Collected data entries:
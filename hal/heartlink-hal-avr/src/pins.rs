//! Port B pin assignments
//!
//! Arduino Mega 2560 wiring:
//!
//! | Pin | Function                          |
//! |-----|-----------------------------------|
//! | PB0 | SPI SS (driven, unused as select) |
//! | PB1 | SPI SCK                           |
//! | PB2 | SPI MOSI                          |
//! | PB3 | SPI MISO (input)                  |
//! | PB7 | Heartbeat LED ("L" on the board)  |
//!
//! USART0 uses PE0 (RXD0) and PE1 (TXD0); the USART overrides those pins
//! once enabled, so they need no direction setup.

use heartlink_hal::BitPosition;

/// Port B pin (PORTB / DDRB / PINB bit)
#[derive(Debug, Clone, Copy, PartialEq, Eq)]
#[cfg_attr(feature = "defmt", derive(defmt::Format))]
#[repr(u8)]
pub enum PortPin {
    Pb0 = 0,
    Pb1 = 1,
    Pb2 = 2,
    Pb3 = 3,
    Pb4 = 4,
    Pb5 = 5,
    Pb6 = 6,
    Pb7 = 7,
}

impl BitPosition for PortPin {
    fn index(self) -> u8 {
        self as u8
    }
}

impl PortPin {
    /// Pin for a bit number, if in range
    pub const fn from_index(index: u8) -> Option<Self> {
        match index {
            0 => Some(PortPin::Pb0),
            1 => Some(PortPin::Pb1),
            2 => Some(PortPin::Pb2),
            3 => Some(PortPin::Pb3),
            4 => Some(PortPin::Pb4),
            5 => Some(PortPin::Pb5),
            6 => Some(PortPin::Pb6),
            7 => Some(PortPin::Pb7),
            _ => None,
        }
    }

    /// Check if the SPI controller claims this pin (PB0..=PB3)
    pub const fn is_spi(self) -> bool {
        matches!(
            self,
            PortPin::Pb0 | PortPin::Pb1 | PortPin::Pb2 | PortPin::Pb3
        )
    }
}

/// Default heartbeat indicator (on-board LED)
pub const HEARTBEAT: PortPin = PortPin::Pb7;
/// SPI select; must be a driven output to keep the controller in master role
pub const SPI_SS: PortPin = PortPin::Pb0;
/// SPI serial clock
pub const SPI_SCK: PortPin = PortPin::Pb1;
/// SPI controller data out
pub const SPI_MOSI: PortPin = PortPin::Pb2;
/// SPI controller data in
pub const SPI_MISO: PortPin = PortPin::Pb3;

/// SPI lines that must be outputs in controller role
pub const SPI_PINS: [PortPin; 3] = [SPI_SCK, SPI_MOSI, SPI_SS];

/// Parse a pin string from config
///
/// Supports formats:
/// - "PB7" -> Pb7
/// - "pb4" -> Pb4
///
/// Only port B is accepted, since the heartbeat shares its port with SPI.
pub fn parse_pin_string(s: &str) -> Option<PortPin> {
    let s = s.trim();
    let bytes = s.as_bytes();

    if bytes.len() != 3 {
        return None;
    }
    if !bytes[0].eq_ignore_ascii_case(&b'P') || !bytes[1].eq_ignore_ascii_case(&b'B') {
        return None;
    }
    if !bytes[2].is_ascii_digit() {
        return None;
    }

    PortPin::from_index(bytes[2] - b'0')
}
//! Host-side lookup of Heartlink boards
//!
//! The bridge enumerates as a USB serial port whose manufacturer string
//! names Arduino. Boards are told apart by their USB serial number.

use serialport::{SerialPortInfo, SerialPortType};
use thiserror::Error;
use tracing::debug;

/// Manufacturer substring identifying a bridge board (case-insensitive)
pub const ARDUINO_MANUFACTURER: &str = "arduino";

#[derive(Error, Debug)]
pub enum LocateError {
    #[error("no serial port found for serial number '{0}'")]
    NotFound(String),

    #[error("{count} serial ports found for serial number '{serial}'")]
    Multiple { serial: String, count: usize },

    #[error("failed to enumerate serial ports: {0}")]
    Enumerate(#[from] serialport::Error),
}

/// A USB serial port and the identity strings it reports
#[derive(Debug, Clone, PartialEq, Eq)]
pub struct UsbSerialPort {
    /// Device path, e.g. `/dev/ttyACM0`
    pub device: String,
    pub manufacturer: Option<String>,
    pub serial_number: Option<String>,
}

impl UsbSerialPort {
    /// Extract the USB identity of a port, or `None` for non-USB ports
    pub fn from_info(info: &SerialPortInfo) -> Option<Self> {
        match &info.port_type {
            SerialPortType::UsbPort(usb) => Some(Self {
                device: info.port_name.clone(),
                manufacturer: usb.manufacturer.clone(),
                serial_number: usb.serial_number.clone(),
            }),
            _ => None,
        }
    }

    /// Check if the manufacturer string names Arduino
    pub fn is_arduino(&self) -> bool {
        self.manufacturer
            .as_deref()
            .map(|m| m.to_ascii_lowercase().contains(ARDUINO_MANUFACTURER))
            .unwrap_or(false)
    }
}

/// All USB serial ports currently attached
pub fn usb_ports() -> Result<Vec<UsbSerialPort>, LocateError> {
    let ports: Vec<_> = serialport::available_ports()?
        .iter()
        .filter_map(UsbSerialPort::from_info)
        .collect();
    debug!("{} USB serial port(s) attached", ports.len());
    Ok(ports)
}

/// Ports made by Arduino, in enumeration order
pub fn arduino_ports(ports: &[UsbSerialPort]) -> Vec<&UsbSerialPort> {
    ports.iter().filter(|p| p.is_arduino()).collect()
}

/// The single port reporting `serial`
///
/// Any USB serial port is considered, not only Arduino ones, so boards
/// with a rewritten manufacturer string can still be addressed directly.
pub fn find_by_serial<'a>(
    ports: &'a [UsbSerialPort],
    serial: &str,
) -> Result<&'a UsbSerialPort, LocateError> {
    let mut matching = ports
        .iter()
        .filter(|p| p.serial_number.as_deref() == Some(serial));

    match (matching.next(), matching.count()) {
        (None, _) => Err(LocateError::NotFound(serial.to_string())),
        (Some(port), 0) => Ok(port),
        (Some(_), rest) => Err(LocateError::Multiple {
            serial: serial.to_string(),
            count: rest + 1,
        }),
    }
}

#[cfg(test)]
mod tests {
    use super::*;

    fn port(device: &str, manufacturer: Option<&str>, serial: Option<&str>) -> UsbSerialPort {
        UsbSerialPort {
            device: device.to_string(),
            manufacturer: manufacturer.map(str::to_string),
            serial_number: serial.map(str::to_string),
        }
    }

    #[test]
    fn test_is_arduino_case_insensitive() {
        assert!(port("/dev/ttyACM0", Some("Arduino (www.arduino.cc)"), None).is_arduino());
        assert!(port("/dev/ttyACM0", Some("ARDUINO LLC"), None).is_arduino());
        assert!(!port("/dev/ttyUSB0", Some("FTDI"), None).is_arduino());
        assert!(!port("/dev/ttyUSB0", None, None).is_arduino());
    }

    #[test]
    fn test_arduino_ports_filters() {
        let ports = [
            port("/dev/ttyACM0", Some("Arduino"), Some("A1")),
            port("/dev/ttyUSB0", Some("Silicon Labs"), Some("B2")),
            port("/dev/ttyACM1", Some("arduino.cc"), Some("C3")),
        ];
        let found: Vec<_> = arduino_ports(&ports).iter().map(|p| p.device.as_str()).collect();
        assert_eq!(found, ["/dev/ttyACM0", "/dev/ttyACM1"]);
    }

    #[test]
    fn test_find_by_serial() {
        let ports = [
            port("/dev/ttyACM0", Some("Arduino"), Some("A1")),
            port("/dev/ttyUSB0", Some("FTDI"), Some("B2")),
        ];
        assert_eq!(find_by_serial(&ports, "B2").unwrap().device, "/dev/ttyUSB0");
    }

    #[test]
    fn test_find_by_serial_not_found() {
        let ports = [port("/dev/ttyACM0", Some("Arduino"), Some("A1"))];
        let err = find_by_serial(&ports, "Z9").unwrap_err();
        assert!(matches!(err, LocateError::NotFound(ref s) if s == "Z9"));
    }

    #[test]
    fn test_find_by_serial_multiple() {
        let ports = [
            port("/dev/ttyACM0", Some("Arduino"), Some("A1")),
            port("/dev/ttyACM1", Some("Arduino"), Some("A1")),
            port("/dev/ttyACM2", Some("Arduino"), Some("A1")),
        ];
        let err = find_by_serial(&ports, "A1").unwrap_err();
        assert!(matches!(err, LocateError::Multiple { count: 3, .. }));
    }

    #[test]
    fn test_missing_serial_never_matches() {
        let ports = [port("/dev/ttyACM0", Some("Arduino"), None)];
        assert!(find_by_serial(&ports, "").is_err());
    }
}
//! Register addresses
//!
//! Data-space addresses (I/O address + 0x20 for the low I/O range), as
//! used with `LD`/`ST`. 16-bit registers are given by their low byte.

// Port B
pub const DDRB: usize = 0x24;
pub const PORTB: usize = 0x25;

// SPI
pub const SPCR: usize = 0x4C;
pub const SPSR: usize = 0x4D;
pub const SPDR: usize = 0x4E;

// Timer/Counter1
pub const TIMSK1: usize = 0x6F;
pub const TCCR1B: usize = 0x81;
pub const OCR1AL: usize = 0x88;

// USART0
pub const UCSR0A: usize = 0xC0;
pub const UCSR0B: usize = 0xC1;
pub const UCSR0C: usize = 0xC2;
pub const UBRR0L: usize = 0xC4;
pub const UDR0: usize = 0xC6;

/// Largest value UBRR0 can hold (12 bits)
pub const UBRR0_MAX: u16 = 0x0FFF;
//! Heartlink - UART/SPI bridge firmware
//!
//! Main firmware binary for ATmega2560 boards (Arduino Mega 2560).
//! Brings up port B, Timer1, USART0 and the SPI controller from the
//! board.toml compiled into the image, hands the heartbeat LED to the
//! Timer1 compare-match interrupt, then idles in the foreground.

#![no_std]
#![no_main]
#![feature(abi_avr_interrupt)]

use core::cell::RefCell;

use critical_section::Mutex;
use panic_halt as _;

use heartlink_core::{initialize, run, Bridge, Heartbeat, Idle, ValidatedConfig};
use heartlink_hal_avr::{Mmio, MmioFamily, Peripherals, PortPin};

mod board {
    include!(concat!(env!("OUT_DIR"), "/board.rs"));
}

/// Board configuration, checked again at compile time
const CONFIG: ValidatedConfig = match board::CONFIG.validate() {
    Ok(config) => config,
    Err(_) => panic!("board.toml produced an invalid configuration"),
};

/// Heartbeat owned by the compare-match interrupt once installed
static HEARTBEAT: Mutex<RefCell<Option<Heartbeat<Mmio<PortPin>>>>> =
    Mutex::new(RefCell::new(None));

#[avr_device::entry]
fn main() -> ! {
    // Only fails if something already took the peripherals
    let Some(peripherals) = Peripherals::<MmioFamily>::take() else {
        #[allow(clippy::empty_loop)]
        loop {}
    };

    let Bridge {
        heartbeat,
        uart,
        spi,
    } = initialize(peripherals, &CONFIG);

    critical_section::with(|cs| {
        HEARTBEAT.borrow(cs).replace(Some(heartbeat));
    });

    // SAFETY: everything the interrupt touches is installed above
    unsafe { avr_device::interrupt::enable() };

    run(uart, spi, Idle)
}

#[avr_device::interrupt(atmega2560)]
fn TIMER1_COMPA() {
    critical_section::with(|cs| {
        if let Some(heartbeat) = HEARTBEAT.borrow_ref_mut(cs).as_mut() {
            heartbeat.on_compare_match();
        }
    });
}
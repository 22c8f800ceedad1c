//! Recording register mock
//!
//! [`MockBus`] stands in for the register file on the host. Every access is
//! appended to an ordered log, and status registers can be scripted with
//! the values successive reads should return, so tests can check both what
//! was written and when it was written relative to the flags polled.

use core::cell::RefCell;
use core::marker::PhantomData;
use std::collections::{BTreeMap, VecDeque};
use std::rc::Rc;
use std::vec::Vec;

use heartlink_hal::{BitPosition, Register, RegisterFamily, WideRegister};
use heartlink_hal_avr::{Peripherals, PortB, Spi, Timer1, Usart0};

/// Register names used in the access log
pub mod names {
    pub const PORTB: &str = "PORTB";
    pub const DDRB: &str = "DDRB";
    pub const TCCR1B: &str = "TCCR1B";
    pub const OCR1A: &str = "OCR1A";
    pub const TIMSK1: &str = "TIMSK1";
    pub const UCSR0A: &str = "UCSR0A";
    pub const UCSR0B: &str = "UCSR0B";
    pub const UCSR0C: &str = "UCSR0C";
    pub const UBRR0: &str = "UBRR0";
    pub const UDR0: &str = "UDR0";
    pub const SPCR: &str = "SPCR";
    pub const SPSR: &str = "SPSR";
    pub const SPDR: &str = "SPDR";
}

/// One register access
#[derive(Debug, Clone, Copy, PartialEq, Eq)]
pub enum Access {
    Read(&'static str, u16),
    Write(&'static str, u16),
}

#[derive(Default)]
struct Slot {
    value: u16,
    script: VecDeque<u16>,
}

#[derive(Default)]
struct BusState {
    slots: BTreeMap<&'static str, Slot>,
    log: Vec<Access>,
}

/// Shared register file for a set of mock registers
#[derive(Clone, Default)]
pub struct MockBus {
    state: Rc<RefCell<BusState>>,
}

impl MockBus {
    /// Create an empty bus; every register reads as zero
    pub fn new() -> Self {
        Self::default()
    }

    /// Build a full peripheral set backed by this bus
    pub fn peripherals(&self) -> Peripherals<MockFamily> {
        Peripherals {
            portb: PortB {
                port: self.register(names::PORTB),
                ddr: self.register(names::DDRB),
            },
            timer1: Timer1 {
                tccr1b: self.register(names::TCCR1B),
                ocr1a: self.wide(names::OCR1A),
                timsk1: self.register(names::TIMSK1),
            },
            usart0: Usart0 {
                ucsr0a: self.register(names::UCSR0A),
                ucsr0b: self.register(names::UCSR0B),
                ucsr0c: self.register(names::UCSR0C),
                ubrr0: self.wide(names::UBRR0),
                udr0: self.register(names::UDR0),
            },
            spi: Spi {
                spcr: self.register(names::SPCR),
                spsr: self.register(names::SPSR),
                spdr: self.register(names::SPDR),
            },
        }
    }

    /// A single 8-bit register on this bus
    pub fn register<B>(&self, name: &'static str) -> MockRegister<B> {
        MockRegister {
            name,
            bus: self.clone(),
            _bits: PhantomData,
        }
    }

    /// A single 16-bit register on this bus
    pub fn wide(&self, name: &'static str) -> MockWide {
        MockWide {
            name,
            bus: self.clone(),
        }
    }

    /// Preset a register value without logging an access
    pub fn set(&self, name: &'static str, value: u16) {
        self.state.borrow_mut().slots.entry(name).or_default().value = value;
    }

    /// Queue values for the next reads of a register
    ///
    /// Once the script runs dry, reads fall back to the stored value.
    pub fn script(&self, name: &'static str, reads: &[u16]) {
        let mut state = self.state.borrow_mut();
        let slot = state.slots.entry(name).or_default();
        slot.script.extend(reads.iter().copied());
    }

    /// Current stored value of a register
    pub fn value(&self, name: &'static str) -> u16 {
        self.state
            .borrow()
            .slots
            .get(name)
            .map(|slot| slot.value)
            .unwrap_or(0)
    }

    /// Every access so far, in order
    pub fn log(&self) -> Vec<Access> {
        self.state.borrow().log.clone()
    }

    /// Values written to one register, in order
    pub fn writes(&self, name: &'static str) -> Vec<u16> {
        self.state
            .borrow()
            .log
            .iter()
            .filter_map(|access| match *access {
                Access::Write(n, v) if n == name => Some(v),
                _ => None,
            })
            .collect()
    }

    /// Number of reads of one register
    pub fn reads(&self, name: &'static str) -> usize {
        self.state
            .borrow()
            .log
            .iter()
            .filter(|access| matches!(access, Access::Read(n, _) if *n == name))
            .count()
    }

    /// Forget all logged accesses, keeping register values
    pub fn clear_log(&self) {
        self.state.borrow_mut().log.clear();
    }

    fn read(&self, name: &'static str) -> u16 {
        let mut state = self.state.borrow_mut();
        let slot = state.slots.entry(name).or_default();
        let value = slot.script.pop_front().unwrap_or(slot.value);
        state.log.push(Access::Read(name, value));
        value
    }

    fn write(&self, name: &'static str, value: u16) {
        let mut state = self.state.borrow_mut();
        state.slots.entry(name).or_default().value = value;
        state.log.push(Access::Write(name, value));
    }
}

/// 8-bit mock register
pub struct MockRegister<B> {
    name: &'static str,
    bus: MockBus,
    _bits: PhantomData<B>,
}

impl<B: BitPosition> Register<B> for MockRegister<B> {
    fn read(&self) -> u8 {
        self.bus.read(self.name) as u8
    }

    fn write(&mut self, value: u8) {
        self.bus.write(self.name, value as u16);
    }
}

/// 16-bit mock register
pub struct MockWide {
    name: &'static str,
    bus: MockBus,
}

impl WideRegister for MockWide {
    fn read(&self) -> u16 {
        self.bus.read(self.name)
    }

    fn write(&mut self, value: u16) {
        self.bus.write(self.name, value);
    }
}

/// Register family backed by a [`MockBus`]
pub struct MockFamily;

impl RegisterFamily for MockFamily {
    type Reg<B: BitPosition> = MockRegister<B>;
    type Wide = MockWide;
}
//! Busy-poll helpers
//!
//! Hardware ready flags are polled in a tight loop. By default the loop
//! never gives up; [`Patience::Spins`] bounds it for callers that would
//! rather see an error than hang on a silent peer.

/// How long a busy-poll may spin before giving up
#[derive(Debug, Clone, Copy, PartialEq, Eq, Default)]
#[cfg_attr(feature = "defmt", derive(defmt::Format))]
pub enum Patience {
    /// Spin until the condition holds, however long that takes
    #[default]
    Forever,
    /// Give up after this many unsuccessful checks
    Spins(u32),
}

/// A bounded poll ran out of spins
#[derive(Debug, Clone, Copy, PartialEq, Eq)]
#[cfg_attr(feature = "defmt", derive(defmt::Format))]
pub struct TimedOut;

/// Spin until `ready` returns true, with no way out
pub fn spin_until<F: FnMut() -> bool>(mut ready: F) {
    while !ready() {
        core::hint::spin_loop();
    }
}

/// Spin until `ready` returns true or `patience` runs out
///
/// `ready` is always evaluated at least once, so a condition that already
/// holds succeeds even with `Patience::Spins(0)`.
pub fn wait_until<F: FnMut() -> bool>(mut ready: F, patience: Patience) -> Result<(), TimedOut> {
    match patience {
        Patience::Forever => {
            spin_until(ready);
            Ok(())
        }
        Patience::Spins(limit) => {
            let mut failed = 0u32;
            loop {
                if ready() {
                    return Ok(());
                }
                if failed >= limit {
                    return Err(TimedOut);
                }
                failed += 1;
                core::hint::spin_loop();
            }
        }
    }
}

#[cfg(test)]
mod tests {
    use super::*;

    #[test]
    fn test_forever_returns_once_ready() {
        let mut checks = 0;
        let result = wait_until(
            || {
                checks += 1;
                checks == 5
            },
            Patience::Forever,
        );
        assert_eq!(result, Ok(()));
        assert_eq!(checks, 5);
    }

    #[test]
    fn test_spins_gives_up() {
        let mut checks = 0;
        let result = wait_until(
            || {
                checks += 1;
                false
            },
            Patience::Spins(3),
        );
        assert_eq!(result, Err(TimedOut));
        // One initial check plus three retries
        assert_eq!(checks, 4);
    }

    #[test]
    fn test_zero_spins_still_checks_once() {
        assert_eq!(wait_until(|| true, Patience::Spins(0)), Ok(()));
        assert_eq!(wait_until(|| false, Patience::Spins(0)), Err(TimedOut));
    }

    #[test]
    fn test_default_is_forever() {
        assert_eq!(Patience::default(), Patience::Forever);
    }
}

## Task description
Wherever the string "MmioFamily" appears in a line of the records above, copy that line.

## Output
use heartlink_hal_avr::{Mmio, MmioFamily, Peripherals, PortPin};
    let Some(peripherals) = Peripherals::<MmioFamily>::take() else {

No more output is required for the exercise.